I absolutely support the Home Secretary in what she is trying to do, but these children are invisible—that is a feature of how this crime works, but it is also a feature of many of the systems they are put through when they come to this country. Children who are going through the immigration process are often not seen as children first, but as immigrants, trafficking victims, criminals or perpetrators. I have come across many children who were picked up in cannabis factories, one of whom was then prosecuted for the most unbelievable offence of circumventing electricity—I did not even know that was a crime. That tells us how far we have to go; it was recognised that this young man was a child, yet he was still going through a court process when I and Chris Beddoe, a fantastic champion for children, who was at ECPAT UK at that time, came across him. Children are so invisible through this process and I say to the Minister that this Bill compounds that, not on purpose, but by accident, for all the reasons I have outlined.

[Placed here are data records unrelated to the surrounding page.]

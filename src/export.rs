//! Per-bag export: plan, run the filter tool, aggregate results

use chrono::NaiveDateTime;
use flume::Receiver;
use prettytable::{Table, row};
use rayon::prelude::*;
use serde_json::{Value, json};
use std::collections::{BTreeSet, HashSet};
use std::path::{Path, PathBuf};
use std::process::Command;

use crate::command::{DEFAULT_FILTER_TOOL, FilterCommand, build_command, build_filter_expression};
use crate::error::FilterError;
use crate::rosbags_io::BagDescriptor;

/// Options for exporting filtered bags
#[derive(Debug, Clone)]
pub struct ExportOptions {
    /// Program invoked as `<tool> filter <in> <out> <expr>`
    pub tool: String,
    /// Run bags concurrently; results still follow input order
    pub parallel: bool,
}

impl Default for ExportOptions {
    fn default() -> Self {
        Self {
            tool: DEFAULT_FILTER_TOOL.to_string(),
            parallel: false,
        }
    }
}

/// Runs one filter command to completion.
pub trait FilterRunner: Send + Sync {
    fn run(&self, command: &FilterCommand) -> Result<(), FilterError>;
}

/// Spawns the filter tool directly, without a shell, and checks its exit status.
#[derive(Debug, Default, Clone, Copy)]
pub struct ProcessRunner;

impl FilterRunner for ProcessRunner {
    fn run(&self, command: &FilterCommand) -> Result<(), FilterError> {
        let output = Command::new(&command.program)
            .args(&command.args)
            .output()
            .map_err(|e| FilterError::ExternalProcessFailure {
                bag: command.input_path.clone(),
                reason: format!("could not spawn {}: {}", command.program, e),
            })?;

        if output.status.success() {
            return Ok(());
        }
        let stderr = String::from_utf8_lossy(&output.stderr);
        let detail = stderr
            .lines()
            .rev()
            .find(|l| !l.trim().is_empty())
            .unwrap_or("no error output");
        Err(FilterError::ExternalProcessFailure {
            bag: command.input_path.clone(),
            reason: format!("{} exited with {}: {}", command.program, output.status, detail.trim()),
        })
    }
}

/// Validated export work, detached from the session so it can run on a worker.
///
/// Every loaded bag is filtered over the same effective topic set, so each
/// one gets its own output file even if it holds none of those topics.
#[derive(Debug, Clone)]
pub struct ExportJob {
    bags: Vec<PathBuf>,
    topics: Vec<String>,
    output_dir: PathBuf,
    options: ExportOptions,
    now: NaiveDateTime,
}

#[derive(Debug)]
pub enum ExportStatus {
    Written,
    Failed(FilterError),
}

#[derive(Debug)]
pub struct BagExport {
    pub bag_path: PathBuf,
    /// `None` only when no command could be built for the bag.
    pub output_path: Option<PathBuf>,
    pub status: ExportStatus,
}

/// Per-bag results in input bag order.
#[derive(Debug)]
pub struct ExportReport {
    pub output_dir: PathBuf,
    pub topics: Vec<String>,
    pub results: Vec<BagExport>,
}

impl ExportJob {
    pub fn new(
        bags: &[BagDescriptor],
        topics: BTreeSet<String>,
        output_dir: PathBuf,
        options: &ExportOptions,
        now: NaiveDateTime,
    ) -> Result<Self, FilterError> {
        let topics: Vec<String> = topics.into_iter().collect();
        // reject the selection as a whole before any bag is looked at
        build_filter_expression(&topics)?;

        Ok(Self {
            bags: bags.iter().map(|b| b.path.clone()).collect(),
            topics,
            output_dir,
            options: options.clone(),
            now,
        })
    }

    /// Effective topics, sorted.
    pub fn topics(&self) -> &[String] {
        &self.topics
    }

    pub fn output_dir(&self) -> &Path {
        &self.output_dir
    }

    /// Commands that `run` would execute, one per bag, without side effects.
    pub fn plan(&self) -> Vec<Result<FilterCommand, FilterError>> {
        self.bags
            .iter()
            .map(|bag| {
                build_command(
                    &self.options.tool,
                    bag,
                    &self.output_dir,
                    &self.topics,
                    self.now,
                )
            })
            .collect()
    }

    /// Export every bag; one bag failing does not stop the others.
    pub fn run(&self, runner: &dyn FilterRunner) -> ExportReport {
        // output collisions are settled in input order before anything runs
        let mut claimed = HashSet::new();
        let items: Vec<Pending> = self
            .bags
            .iter()
            .zip(self.plan())
            .map(|(bag, planned)| match planned {
                Err(e) => Pending::Done(BagExport::failed(bag, None, e)),
                Ok(cmd) => {
                    let out = cmd.output_path.clone();
                    if out.exists() || !claimed.insert(out.clone()) {
                        Pending::Done(BagExport::failed(
                            bag,
                            Some(out.clone()),
                            FilterError::OutputExists(out),
                        ))
                    } else {
                        Pending::Run(cmd)
                    }
                }
            })
            .collect();

        let execute = |item: Pending| -> BagExport {
            match item {
                Pending::Done(result) => result,
                Pending::Run(cmd) => run_one(runner, cmd),
            }
        };
        let results: Vec<BagExport> = if self.options.parallel {
            items.into_par_iter().map(execute).collect()
        } else {
            items.into_iter().map(execute).collect()
        };

        let report = ExportReport {
            output_dir: self.output_dir.clone(),
            topics: self.topics.clone(),
            results,
        };
        tracing::info!(
            "export finished: {} written, {} failed",
            report.succeeded(),
            report.failed()
        );
        report
    }

    /// Run on a worker thread; the report arrives on the returned channel.
    pub fn spawn<R>(self, runner: R) -> Receiver<ExportReport>
    where
        R: FilterRunner + 'static,
    {
        let (tx, rx) = flume::bounded(1);
        std::thread::spawn(move || {
            let report = self.run(&runner);
            if tx.send(report).is_err() {
                tracing::warn!("export report dropped: receiver is gone");
            }
        });
        rx
    }
}

enum Pending {
    Done(BagExport),
    Run(FilterCommand),
}

fn run_one(runner: &dyn FilterRunner, cmd: FilterCommand) -> BagExport {
    tracing::info!("running: {}", cmd.to_shell_string());
    let status = match runner.run(&cmd) {
        Ok(()) => ExportStatus::Written,
        Err(e) => {
            tracing::warn!("{}", e);
            ExportStatus::Failed(e)
        }
    };
    BagExport {
        bag_path: cmd.input_path,
        output_path: Some(cmd.output_path),
        status,
    }
}

impl BagExport {
    fn failed(bag: &Path, output_path: Option<PathBuf>, err: FilterError) -> Self {
        tracing::warn!("{}", err);
        Self {
            bag_path: bag.to_path_buf(),
            output_path,
            status: ExportStatus::Failed(err),
        }
    }

    pub fn is_written(&self) -> bool {
        matches!(self.status, ExportStatus::Written)
    }

    pub fn error(&self) -> Option<&FilterError> {
        match &self.status {
            ExportStatus::Failed(e) => Some(e),
            ExportStatus::Written => None,
        }
    }

    fn status_label(&self) -> String {
        match &self.status {
            ExportStatus::Written => "written".to_string(),
            ExportStatus::Failed(e) => format!("FAILED: {}", e),
        }
    }
}

impl ExportReport {
    pub fn succeeded(&self) -> usize {
        self.results.iter().filter(|r| r.is_written()).count()
    }

    pub fn failed(&self) -> usize {
        self.results.iter().filter(|r| r.error().is_some()).count()
    }

    pub fn is_success(&self) -> bool {
        self.failed() == 0
    }

    pub fn to_table(&self) -> Table {
        let mut table = Table::new();
        table.set_titles(row!["Bag", "Output", "Status"]);
        for r in &self.results {
            let output = r
                .output_path
                .as_ref()
                .map(|p| p.display().to_string())
                .unwrap_or_else(|| "-".to_string());
            table.add_row(row![r.bag_path.display(), output, r.status_label()]);
        }
        table
    }

    pub fn to_json(&self) -> Value {
        let results: Vec<Value> = self
            .results
            .iter()
            .map(|r| {
                let status = match r.status {
                    ExportStatus::Written => "written",
                    ExportStatus::Failed(_) => "failed",
                };
                json!({
                    "bag": r.bag_path,
                    "output": r.output_path,
                    "status": status,
                    "error": r.error().map(|e| e.to_string()),
                })
            })
            .collect();
        json!({
            "output_dir": self.output_dir,
            "topics": self.topics,
            "succeeded": self.succeeded(),
            "failed": self.failed(),
            "results": results,
        })
    }
}
//! Filter command - load, select and export filtered copies of bags

use anyhow::{Context, Result, bail};
use regex::Regex;

use crate::export::{ExportOptions, ProcessRunner};
use crate::inspect::print_conflicts;
use crate::rosbags_io::RosbagReader;
use crate::selection::Grouping;
use crate::session::{Session, resolve_output_dir};

/// Options for the filter command
#[derive(Debug, Clone, Default)]
pub struct FilterOptions {
    /// Paths to the input .bag files
    pub bags: Vec<String>,
    /// Output directories as given; exactly one is accepted
    pub out_dirs: Vec<String>,
    /// Whether selection keys are topics or message types
    pub grouping: Grouping,
    /// Start from every key selected
    pub select_all: bool,
    /// Keys toggled after `select_all`
    pub toggle: Vec<String>,
    /// Regex of keys added after the toggles
    pub pattern: Option<String>,
    /// Invert once all other edits are applied
    pub invert: bool,
    /// Print commands instead of running them
    pub dry_run: bool,
    /// Emit the report as JSON
    pub json: bool,
    pub export: ExportOptions,
}

pub fn filter_bags(options: &FilterOptions) -> Result<()> {
    let mut session = Session::new();
    session.load(&options.bags, &RosbagReader)?;
    print_conflicts(session.catalog());
    apply_selection(&mut session, options)?;

    let out_dir = resolve_output_dir(&options.out_dirs)?;
    let job = session.begin_export(&out_dir, &options.export)?;
    tracing::info!(
        "exporting {} topic(s) from {} bag(s) into {}",
        job.topics().len(),
        session.bags().len(),
        out_dir.display()
    );

    if options.dry_run {
        for planned in job.plan() {
            match planned {
                Ok(cmd) => println!("{}", cmd.to_shell_string()),
                Err(e) => println!("# {}", e),
            }
        }
        session.finish_export()?;
        return Ok(());
    }

    let report = job.spawn(ProcessRunner).recv();
    session.finish_export()?;
    let report = report.context("export worker stopped without a report")?;

    if options.json {
        println!("{}", serde_json::to_string_pretty(&report.to_json())?);
    } else {
        report.to_table().printstd();
        println!(
            "{} written, {} failed -> {}",
            report.succeeded(),
            report.failed(),
            report.output_dir.display()
        );
    }

    if !report.is_success() {
        bail!("{} of {} bag(s) failed to export", report.failed(), report.results.len());
    }
    Ok(())
}

/// Apply edits in order: select-all, toggles, regex matches, invert.
pub fn apply_selection(session: &mut Session, options: &FilterOptions) -> Result<()> {
    session.set_grouping(options.grouping)?;
    if options.select_all {
        session.select_all()?;
    }
    for key in &options.toggle {
        session.toggle(key)?;
    }
    if let Some(pattern) = &options.pattern {
        let re = Regex::new(pattern).with_context(|| format!("invalid --match regex: {}", pattern))?;
        let added = session.select_matching(&re)?;
        tracing::info!("--match {} selected {} more {} key(s)", pattern, added, options.grouping);
    }
    if options.invert {
        session.invert()?;
    }
    Ok(())
}
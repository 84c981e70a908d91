//! Inspect command - print the merged catalog of one or more bags

use anyhow::Result;
use prettytable::{Table, row};

use crate::catalog::TopicCatalog;
use crate::rosbags_io::RosbagReader;
use crate::selection::Grouping;
use crate::session::Session;

/// Load `bags` and print their catalog as a table or JSON.
pub fn inspect_bags(bags: &[String], grouping: Grouping, json: bool) -> Result<()> {
    let mut session = Session::new();
    let catalog = session.load(bags, &RosbagReader)?;

    if json {
        println!("{}", serde_json::to_string_pretty(catalog)?);
        return Ok(());
    }

    println!(
        "Bags: {}, Topics: {}, Message types: {}\n",
        bags.len(),
        catalog.all_topics().len(),
        catalog.all_message_types().len()
    );
    catalog_table(catalog, grouping).printstd();
    print_conflicts(catalog);
    Ok(())
}

/// Rows ordered by message type then topic, or one row per message type.
pub fn catalog_table(catalog: &TopicCatalog, grouping: Grouping) -> Table {
    let mut table = Table::new();
    match grouping {
        Grouping::ByTopic => {
            table.set_titles(row!["Topic", "Message Type"]);
            for ty in catalog.types_sorted() {
                for topic in catalog.topics_for_type(&ty) {
                    table.add_row(row![topic, ty]);
                }
            }
        }
        Grouping::ByMessageType => {
            table.set_titles(row!["Message Type", "Topics"]);
            for ty in catalog.types_sorted() {
                let topics: Vec<String> = catalog.topics_for_type(&ty).into_iter().collect();
                table.add_row(row![ty, topics.join(",")]);
            }
        }
    }
    table
}

pub fn print_conflicts(catalog: &TopicCatalog) {
    for c in catalog.conflicts() {
        eprintln!(
            "[bagfilter][warn] {} was {} in an earlier bag; using {} from {}",
            c.topic,
            c.shadowed_type,
            c.winning_type,
            c.bag.display()
        );
    }
}

#[cfg(test)]
mod tests {
    use super::*;
    use crate::rosbags_io::BagDescriptor;

    fn catalog() -> TopicCatalog {
        let bag = BagDescriptor::new(
            "/d/a.bag",
            [
                ("/cam/left", "sensor_msgs/Image"),
                ("/cam/right", "sensor_msgs/Image"),
                ("/imu", "sensor_msgs/Imu"),
            ]
            .iter()
            .map(|(t, ty)| (t.to_string(), ty.to_string()))
            .collect(),
        );
        TopicCatalog::build(&[bag])
    }

    #[test]
    fn test_table_by_topic_has_row_per_topic() {
        let table = catalog_table(&catalog(), Grouping::ByTopic);
        assert_eq!(table.len(), 3);
        let rendered = table.to_string();
        let left = rendered.find("/cam/left").unwrap();
        let imu = rendered.find("/imu").unwrap();
        assert!(left < imu);
    }

    #[test]
    fn test_table_by_type_joins_topics() {
        let table = catalog_table(&catalog(), Grouping::ByMessageType);
        assert_eq!(table.len(), 2);
        assert!(table.to_string().contains("/cam/left,/cam/right"));
    }
}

As someone who has worked in this field for such a long time, I know that there have been many missed opportunities to get this right for children. I am concerned that there are children who have not yet been trafficked but who will be, because this is the sort of crime that continues day after day, year after year. There are children somewhere in the world to whom this is about to happen. If we get this Bill right, these perpetrators will be brought to justice, but if we get it wrong perhaps they never will be. Everyone in this House needs to think about that when we scrutinise the Bill. When I say to the Minister that a series of things are fundamentally wrong with the Bill, I say it in that spirit: we have a golden opportunity now to get it right for some of those brave, brave children who are going through this at the moment or who will go through this in the future. I know they will survive it and come out of it, because I have seen so many of them come through it, fight it and change their lives and those of so many others because of their bravery. But if we do not get this right for children, what an opportunity we will have missed.